This engaging memoir relates stories about George Bowering's small-town BC upbringing and his parents — his father long dead and his mother more recently passed on at the age of 100 — while at the same time honouring the author's other "parents": Gertrude Stein, Charles Olson, and Roland Barthes.
Borrowing a structure and some precepts about writing from Stein, Bowering remains true to his inimitable self, relating his recollections and observations, his ever-curious mind travelling across the decades as he recounts some of the objects, food, rooms, and people that have shaped his engagement with the world. Charles Olson's ideas about proprioception shape Bowering's approach to himself as "an object among objects" (and, with increasing age and frailty, even one containing numerous objects), while Roland Barthes's writing strategies also make themselves felt throughout.
But these stories wear their learning lightly — it's ridiculously easy to enjoy these wise and gentle reminiscences of an older writer who spent his childhood in sunny South Okanagan, without even noticing the carefully wrought structure.
Lisa Robertson (The Baudelaire Fractal, The Weather, Cinema of the Present, 3 Summers, &c.), herself a student of George Bowering, provides an introduction to this deceptively simple and richly rewarding work by an old master.
About the author
George Bowering, Canada’s first Poet Laureate and co-founder of the avant-garde poetry magazine TISH, was born in the Okanagan Valley.

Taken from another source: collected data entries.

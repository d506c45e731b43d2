//! CLI commands and argument parsing.
//!
//! The binary is a thin host: it opens the streams, reads the password and
//! secret files, and hands everything to the stream engine. Passwords and
//! secrets live in [`SecretBox`]es so they are wiped when dropped.

use std::fs::File;
use std::io::{self, BufReader, BufWriter, Read, Write};
use std::path::{Path, PathBuf};
use std::str::FromStr;

use anyhow::{Context, Result};
use clap::{Args, Parser, Subcommand};
use secrecy::{ExposeSecret, SecretBox};

use crate::algo::{CipherAlgorithm, KdfAlgorithm, MacAlgorithm};
use crate::config::{DEFAULT_CIPHER, DEFAULT_KDF, DEFAULT_MAC, DEFAULT_THREADS};
use crate::stream::{self, StreamConfig};

/// lockstream - password-based stream encryption.
#[derive(Parser)]
#[command(name = "lockstream", version)]
#[command(
    about = "Encrypt or decrypt a byte stream with an Argon2-derived key, \
             one or two stream ciphers, and one or two MACs."
)]
pub struct Cli {
    #[command(subcommand)]
    command: Commands,
}

#[derive(Subcommand)]
enum Commands {
    /// Encrypt stdin (or a file) to stdout (or a file).
    Encrypt(StreamArgs),

    /// Decrypt stdin (or a file) to stdout (or a file).
    ///
    /// Avoid piping the output into anything that acts on it immediately:
    /// plaintext streams out before the authentication tag can be verified.
    Decrypt(StreamArgs),
}

#[derive(Args)]
struct StreamArgs {
    /// KDF spec: algorithm,time-cost,memory-cost,parallelism.
    #[arg(short = 'k', long = "kdf", default_value = DEFAULT_KDF)]
    kdf: KdfSpec,

    /// Cipher list, comma separated, applied in order (1 or 2 entries).
    #[arg(short = 'c', long = "cipher", default_value = DEFAULT_CIPHER)]
    ciphers: CipherList,

    /// MAC list, comma separated, tags appended in order (1 or 2 entries).
    #[arg(short = 'm', long = "mac", default_value = DEFAULT_MAC)]
    macs: MacList,

    /// File whose raw contents are the password (default: empty password).
    #[arg(short = 'p', long = "password-file")]
    password_file: Option<PathBuf>,

    /// File whose raw contents are the Argon2 secret (default: empty).
    #[arg(short = 's', long = "secret-file")]
    secret_file: Option<PathBuf>,

    /// Worker thread count.
    #[arg(short = 't', long = "threads", default_value_t = DEFAULT_THREADS)]
    threads: usize,

    /// Input file (default: stdin).
    #[arg(short = 'i', long = "input")]
    input: Option<PathBuf>,

    /// Output file (default: stdout).
    #[arg(short = 'o', long = "output")]
    output: Option<PathBuf>,
}

/// Parsed `-k` value.
#[derive(Clone)]
struct KdfSpec {
    algorithm: KdfAlgorithm,
    time_cost: u32,
    memory_cost: u32,
    parallelism: u32,
}

impl FromStr for KdfSpec {
    type Err = String;

    fn from_str(s: &str) -> Result<Self, Self::Err> {
        let parts: Vec<&str> = s.split(',').collect();
        let [algorithm, time_cost, memory_cost, parallelism] = parts.as_slice() else {
            return Err(format!("expected algorithm,time,memory,parallelism, got \"{s}\""));
        };
        Ok(Self {
            algorithm: algorithm
                .parse()
                .map_err(|_| format!("unknown KDF algorithm \"{algorithm}\""))?,
            time_cost: parse_u32("time cost", time_cost)?,
            memory_cost: parse_u32("memory cost", memory_cost)?,
            parallelism: parse_u32("parallelism", parallelism)?,
        })
    }
}

fn parse_u32(what: &str, value: &str) -> Result<u32, String> {
    value.parse().map_err(|_| format!("invalid {what} \"{value}\""))
}

#[derive(Clone)]
struct CipherList(Vec<CipherAlgorithm>);

impl FromStr for CipherList {
    type Err = String;

    fn from_str(s: &str) -> Result<Self, Self::Err> {
        s.split(',')
            .map(|name| name.parse().map_err(|_| format!("unknown cipher \"{name}\"")))
            .collect::<Result<_, _>>()
            .map(Self)
    }
}

#[derive(Clone)]
struct MacList(Vec<MacAlgorithm>);

impl FromStr for MacList {
    type Err = String;

    fn from_str(s: &str) -> Result<Self, Self::Err> {
        s.split(',')
            .map(|name| name.parse().map_err(|_| format!("unknown MAC \"{name}\"")))
            .collect::<Result<_, _>>()
            .map(Self)
    }
}

impl Cli {
    pub fn init() -> Self {
        Self::parse()
    }

    pub fn execute(self) -> Result<()> {
        match self.command {
            Commands::Encrypt(args) => run(&args, true),
            Commands::Decrypt(args) => run(&args, false),
        }
    }
}

fn run(args: &StreamArgs, encrypting: bool) -> Result<()> {
    let password = read_secret_file(args.password_file.as_deref())
        .context("failed to read password file")?;
    let secret =
        read_secret_file(args.secret_file.as_deref()).context("failed to read secret file")?;

    let config = StreamConfig {
        kdf: args.kdf.algorithm,
        password: password.expose_secret(),
        secret: secret.expose_secret(),
        salt: None,
        time_cost: args.kdf.time_cost,
        memory_cost: args.kdf.memory_cost,
        parallelism: args.kdf.parallelism,
        ciphers: &args.ciphers.0,
        macs: &args.macs.0,
        threads: args.threads,
    };

    let input = open_input(args.input.as_deref()).context("failed to open input")?;
    let output = open_output(args.output.as_deref()).context("failed to open output")?;

    if encrypting {
        stream::encrypt(&config, input, output).context("encryption failed")
    } else {
        stream::decrypt(&config, input, output).context("decryption failed")
    }
}

// Raw file bytes; a missing flag means an empty value, per the defaults.
fn read_secret_file(path: Option<&Path>) -> Result<SecretBox<Vec<u8>>> {
    let bytes = match path {
        Some(path) => {
            std::fs::read(path).with_context(|| format!("reading {}", path.display()))?
        }
        None => Vec::new(),
    };
    Ok(SecretBox::new(Box::new(bytes)))
}

fn open_input(path: Option<&Path>) -> Result<Box<dyn Read + Send>> {
    Ok(match path {
        Some(path) => Box::new(BufReader::new(
            File::open(path).with_context(|| format!("opening {}", path.display()))?,
        )),
        None => Box::new(io::stdin()),
    })
}

fn open_output(path: Option<&Path>) -> Result<Box<dyn Write + Send>> {
    Ok(match path {
        Some(path) => Box::new(BufWriter::new(
            File::create(path).with_context(|| format!("creating {}", path.display()))?,
        )),
        None => Box::new(io::stdout()),
    })
}
//! The ordered cipher list applied to each chunk.
//!
//! A chain owns one state per configured cipher. Workers clone the initialized
//! prototype, then every `encrypt` call seeks each cipher to the chunk's
//! absolute block offset before applying it, so any worker can process any
//! chunk and produce identical bytes.

use crate::algo::{CipherAlgorithm, StreamCipher};
use crate::error::{Error, Result};

#[derive(Clone)]
pub struct CipherChain {
    ciphers: Vec<StreamCipher>,
}

impl CipherChain {
    /// Total composite key size for `algorithms`.
    pub fn key_size(algorithms: &[CipherAlgorithm]) -> usize {
        algorithms.iter().map(|a| a.key_size()).sum()
    }

    /// Builds the chain, splitting `key` across the ciphers in list order.
    pub fn new(algorithms: &[CipherAlgorithm], key: &[u8]) -> Result<Self> {
        debug_assert_eq!(key.len(), Self::key_size(algorithms));

        let mut ciphers = Vec::with_capacity(algorithms.len());
        let mut offset = 0;
        for &algorithm in algorithms {
            let take = algorithm.key_size();
            ciphers.push(StreamCipher::new(algorithm, &key[offset..offset + take])?);
            offset += take;
        }
        Ok(Self { ciphers })
    }

    /// Applies every cipher in order to `data`, which starts at stream byte
    /// `position`.
    ///
    /// # Errors
    ///
    /// [`Error::Internal`] when `position` is not block aligned for one of
    /// the ciphers. Chunking keeps positions at multiples of the chunk size,
    /// which is a multiple of every supported block size.
    pub fn encrypt(&mut self, data: &mut [u8], position: u64) -> Result<()> {
        for cipher in &mut self.ciphers {
            let block_size = cipher.block_size() as u64;
            if position % block_size != 0 {
                return Err(Error::Internal("chunk position not block aligned"));
            }
            cipher.set_counter(position / block_size);
            cipher.apply(data);
        }
        Ok(())
    }
}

A distinguished novelist, poet, editor, professor, historian and tireless supporter of fellow writers, Bowering has authored more than eighty books, including works of poetry, fiction, autobiography, biography and youth fiction.
In 2002, Bowering was recognized by the Vancouver Sun as one of the most influential people in British Columbia.
In 2011, he received the Lieutenant Governor’s Award for Literary Excellence in British Columbia.